* What you will do: Print exactly the lines from the line with "use super::*;" to the last line of the data, please, both included.

* Dataset content:
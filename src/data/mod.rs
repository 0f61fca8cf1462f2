// ============================================================
// Layer 4 — Data Layer
// ============================================================
// Everything between the chapter files on disk and the
// in-memory strings the retrieval layer scans:
//
//   data/chapters/*.txt
//       │
//       ▼
//   ChapterLoader     → reads files, extracts titles, sorts
//       │
//       ▼
//   Vec<Document>     → the immutable corpus
//
//   text              → shared string helpers (paragraph
//                       splitting, whitespace collapsing,
//                       char-safe truncation)
//
// Reference: Rust Book §8 (Strings), §12 (I/O)

/// Loads `.txt` chapter files from a directory
pub mod loader;

/// String helpers shared by the scorer and snippet extractor
pub mod text;
// ============================================================
// Layer 5 — Span Patterns
// ============================================================
// Finds code-like spans in chapter text. Each pattern is a
// header regex plus a rule for where the span stops:
//
//   Matched           → the span is exactly the regex match
//                       (fenced blocks, "class X ... def")
//   ToUnindentedLine  → the span runs from the header to just
//                       before the next line that starts with a
//                       non-whitespace char, or to end of text
//
// The `regex` crate has no lookahead, so the second rule is a
// separate scan for "\n<non-space>" starting after the header.
//
// All patterns are case-sensitive and run on the stored text.
//
// Reference: regex crate docs (Regex::find_at)

use regex::Regex;

/// Start of the next unindented line.
const UNINDENTED_LINE: &str = r"\n\S";

/// A located span: byte offset of its first char and its text.
#[derive(Debug, Clone, Copy, PartialEq, Eq)]
pub struct Span<'c> {
    pub start: usize,
    pub text:  &'c str,
}

/// Where a span ends once its header has matched.
#[derive(Debug, Clone)]
enum Extent {
    Matched,
    ToUnindentedLine(Regex),
}

/// A named header pattern with its extent rule.
#[derive(Debug, Clone)]
pub struct SpanPattern {
    name:   &'static str,
    header: Regex,
    extent: Extent,
}

impl SpanPattern {
    fn matched(name: &'static str, header: &str) -> Result<Self, regex::Error> {
        Ok(Self {
            name,
            header: Regex::new(header)?,
            extent: Extent::Matched,
        })
    }

    fn to_unindented_line(name: &'static str, header: &str) -> Result<Self, regex::Error> {
        Ok(Self {
            name,
            header: Regex::new(header)?,
            extent: Extent::ToUnindentedLine(Regex::new(UNINDENTED_LINE)?),
        })
    }

    /// ```` ```...``` ````: the shortest fenced block
    pub fn fenced_block() -> Result<Self, regex::Error> {
        Self::matched("fenced block", r"(?s)```.*?```")
    }

    /// `def name(args):` and its indented body
    pub fn function_def() -> Result<Self, regex::Error> {
        Self::to_unindented_line("function definition", r"def\s+\w+\([^)]*\):")
    }

    /// `class Name` through the next `def`
    pub fn class_to_def() -> Result<Self, regex::Error> {
        Self::matched("class definition", r"(?s)class\s+\w+.*?def")
    }

    /// `for item in items:` and its indented body
    pub fn for_loop() -> Result<Self, regex::Error> {
        Self::to_unindented_line("for loop", r"(?s)for\s+\w+\s+in\s+.*?:")
    }

    /// `if condition:` and its indented body
    pub fn if_statement() -> Result<Self, regex::Error> {
        Self::to_unindented_line("if statement", r"(?s)if\s+.*?:")
    }

    /// `while condition:` and its indented body
    pub fn while_loop() -> Result<Self, regex::Error> {
        Self::to_unindented_line("while loop", r"(?s)while\s+.*?:")
    }

    pub fn name(&self) -> &'static str {
        self.name
    }

    /// The first span of this kind in `content`, if any.
    pub fn find<'c>(&self, content: &'c str) -> Option<Span<'c>> {
        let header = self.header.find(content)?;

        let end = match &self.extent {
            Extent::Matched => header.end(),
            Extent::ToUnindentedLine(line_start) => line_start
                .find_at(content, header.end())
                .map_or(content.len(), |m| m.start()),
        };

        Some(Span {
            start: header.start(),
            text:  &content[header.start()..end],
        })
    }
}

// ─── Unit Tests ───────────────────────────────────────────────────────────────
#[cfg(test)]
mod tests {
    use super::*;

    #[test]
    fn test_fenced_block_is_shortest() {
        let p    = SpanPattern::fenced_block().unwrap();
        let text = "intro\n```\na = 1\n```\nmiddle\n```\nb = 2\n```";
        let span = p.find(text).unwrap();
        assert_eq!(span.text, "```\na = 1\n```");
        assert_eq!(span.start, 6);
    }

    #[test]
    fn test_function_def_stops_at_unindented_line() {
        let p    = SpanPattern::function_def().unwrap();
        let text = "Text.\ndef greet(name):\n    print(name)\n\n    return name\nAfter.";
        let span = p.find(text).unwrap();
        assert_eq!(span.text, "def greet(name):\n    print(name)\n\n    return name");
    }

    #[test]
    fn test_function_def_runs_to_end_of_text() {
        let p    = SpanPattern::function_def().unwrap();
        let text = "def f():\n    pass\n";
        assert_eq!(p.find(text).unwrap().text, "def f():\n    pass\n");
    }

    #[test]
    fn test_class_to_def_includes_def_keyword() {
        let p    = SpanPattern::class_to_def().unwrap();
        let text = "class Dog:\n    \"\"\"A dog.\"\"\"\n    def sit(self):";
        assert_eq!(p.find(text).unwrap().text, "class Dog:\n    \"\"\"A dog.\"\"\"\n    def");
    }

    #[test]
    fn test_class_without_def_does_not_match() {
        let p = SpanPattern::class_to_def().unwrap();
        assert!(p.find("class Dog:\n    pass").is_none());
    }

    #[test]
    fn test_for_loop_header_and_body() {
        let p    = SpanPattern::for_loop().unwrap();
        let text = "Loop:\nfor name in names:\n    print(name)\nDone.";
        let span = p.find(text).unwrap();
        assert_eq!(span.text, "for name in names:\n    print(name)");
        assert_eq!(span.start, 6);
    }

    #[test]
    fn test_patterns_are_case_sensitive() {
        let p = SpanPattern::while_loop().unwrap();
        assert!(p.find("While x:\n    y").is_none());
        assert!(p.find("while x:\n    y").is_some());
    }
}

* Result:
    use super::*;

    #[test]
    fn test_fenced_block_is_shortest() {
        let p    = SpanPattern::fenced_block().unwrap();
        let text = "intro\n```\na = 1\n```\nmiddle\n```\nb = 2\n```";
        let span = p.find(text).unwrap();
        assert_eq!(span.text, "```\na = 1\n```");
        assert_eq!(span.start, 6);
    }

    #[test]
    fn test_function_def_stops_at_unindented_line() {
        let p    = SpanPattern::function_def().unwrap();
        let text = "Text.\ndef greet(name):\n    print(name)\n\n    return name\nAfter.";
        let span = p.find(text).unwrap();
        assert_eq!(span.text, "def greet(name):\n    print(name)\n\n    return name");
    }

    #[test]
    fn test_function_def_runs_to_end_of_text() {
        let p    = SpanPattern::function_def().unwrap();
        let text = "def f():\n    pass\n";
        assert_eq!(p.find(text).unwrap().text, "def f():\n    pass\n");
    }

    #[test]
    fn test_class_to_def_includes_def_keyword() {
        let p    = SpanPattern::class_to_def().unwrap();
        let text = "class Dog:\n    \"\"\"A dog.\"\"\"\n    def sit(self):";
        assert_eq!(p.find(text).unwrap().text, "class Dog:\n    \"\"\"A dog.\"\"\"\n    def");
    }

    #[test]
    fn test_class_without_def_does_not_match() {
        let p = SpanPattern::class_to_def().unwrap();
        assert!(p.find("class Dog:\n    pass").is_none());
    }

    #[test]
    fn test_for_loop_header_and_body() {
        let p    = SpanPattern::for_loop().unwrap();
        let text = "Loop:\nfor name in names:\n    print(name)\nDone.";
        let span = p.find(text).unwrap();
        assert_eq!(span.text, "for name in names:\n    print(name)");
        assert_eq!(span.start, 6);
    }

    #[test]
    fn test_patterns_are_case_sensitive() {
        let p = SpanPattern::while_loop().unwrap();
        assert!(p.find("While x:\n    y").is_none());
        assert!(p.find("while x:\n    y").is_some());
    }
}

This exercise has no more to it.